Task to carry out:
Locate the line containing "MinIO endpoints resolve." in the material below; repeat it and every line after it, exactly as written.

*** Data to process Section Begins ***

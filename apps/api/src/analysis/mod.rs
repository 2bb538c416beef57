// Resume/job match analysis: AI scoring, auto-report gate, and the evaluation pipeline.
// All LLM calls go through llm_client. No direct Anthropic calls here.

pub mod engine;
pub mod gate;
pub mod handlers;
pub mod pipeline;
pub mod prompts;
mod analysis;
mod capability;
mod config;
mod db;
mod errors;
mod extraction;
mod interviews;
mod llm_client;
mod models;
mod offers;
mod routes;
mod similarity;
mod state;
mod storage;
#[cfg(test)]
mod testing;

use anyhow::Result;
use aws_config::Region;
use aws_sdk_s3::config::Credentials;
use std::net::SocketAddr;
use std::sync::Arc;
use tower_http::{cors::CorsLayer, trace::TraceLayer};
use tracing::{info, warn};
use tracing_subscriber::{layer::SubscriberExt, util::SubscriberInitExt, EnvFilter};

use crate::config::Config;
use crate::db::create_pool;
use crate::llm_client::LlmClient;
use crate::offers::docusign::DocusignClient;
use crate::routes::build_router;
use crate::similarity::embedder::OpenAiEmbedder;
use crate::state::AppState;
use crate::storage::{blob::S3BlobStore, dedup::RedisEventLedger, postgres::PgCandidateStore};

#[tokio::main]
async fn main() -> Result<()> {
    // Load configuration first (fails on missing required env vars)
    let config = Config::from_env()?;

    // Initialize structured logging
    tracing_subscriber::registry()
        .with(EnvFilter::try_from_default_env().unwrap_or_else(|_| {
            EnvFilter::new(format!("{}={}", env!("CARGO_PKG_NAME"), &config.rust_log))
        }))
        .with(tracing_subscriber::fmt::layer())
        .init();

    info!("Starting Talent API v{}", env!("CARGO_PKG_VERSION"));
    if !config.ai_features_enabled {
        warn!("AI features are disabled platform-wide (AI_FEATURES_ENABLED=false)");
    }

    // Initialize PostgreSQL
    let db = create_pool(&config.database_url).await?;

    // Initialize Redis
    let redis = redis::Client::open(config.redis_url.clone())?;
    info!("Redis client initialized");

    // Initialize S3 / MinIO
    let s3 = build_s3_client(&config).await;
    info!("S3 client initialized (bucket: {})", config.s3_bucket);

    // Initialize AI clients
    let llm = LlmClient::new(config.anthropic_api_key.clone())?;
    info!("LLM client initialized (model: {})", llm_client::MODEL);

    let embedder = OpenAiEmbedder::new(
        config.openai_api_key.clone(),
        config.embedding_model.clone(),
    )?;
    info!("Embedding client initialized (model: {})", embedder.model());

    // Initialize e-signature client
    let docusign = DocusignClient::new(config.docusign.clone())?;
    if docusign.is_configured() {
        info!("DocuSign client initialized");
    } else {
        warn!("DocuSign credentials missing; offer operations will fail until configured");
    }

    // Build app state
    let state = AppState {
        store: Arc::new(PgCandidateStore::new(db)),
        blobs: Arc::new(S3BlobStore::new(s3, config.s3_bucket.clone())),
        ledger: Arc::new(RedisEventLedger::new(redis, config.upload_dedup_ttl_secs)),
        text_service: Arc::new(llm),
        embedder: Arc::new(embedder),
        signatures: Arc::new(docusign),
        config: config.clone(),
    };

    // Build router
    let app = build_router(state)
        .layer(TraceLayer::new_for_http())
        .layer(CorsLayer::permissive()); // TODO: tighten CORS in production

    let addr: SocketAddr = format!("0.0.0.0:{}", config.port).parse()?;
    info!("Listening on {addr}");

    let listener = tokio::net::TcpListener::bind(addr).await?;
    axum::serve(listener, app).await?;

    Ok(())
}

/// Constructs an S3 client configured for MinIO (local) or AWS (production).
async fn build_s3_client(config: &Config) -> aws_sdk_s3::Client {
    let credentials = Credentials::new(
        &config.aws_access_key_id,
        &config.aws_secret_access_key,
        None,
        None,
        "talent-static",
    );

    let s3_config = aws_config::defaults(aws_config::BehaviorVersion::latest())
        .region(Region::new("us-east-1"))
        .credentials_provider(credentials)
        .endpoint_url(&config.s3_endpoint)
        .load()
        .await;

    // Path-style addressing so MinIO endpoints resolve.
    let s3_config = aws_sdk_s3::config::Builder::from(&s3_config)
        .force_path_style(true)
        .build();

    aws_sdk_s3::Client::from_conf(s3_config)
}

*** Data to process Section Ends ***

Worked solution:
    // Path-style addressing so MinIO endpoints resolve.
    let s3_config = aws_sdk_s3::config::Builder::from(&s3_config)
        .force_path_style(true)
        .build();

    aws_sdk_s3::Client::from_conf(s3_config)
}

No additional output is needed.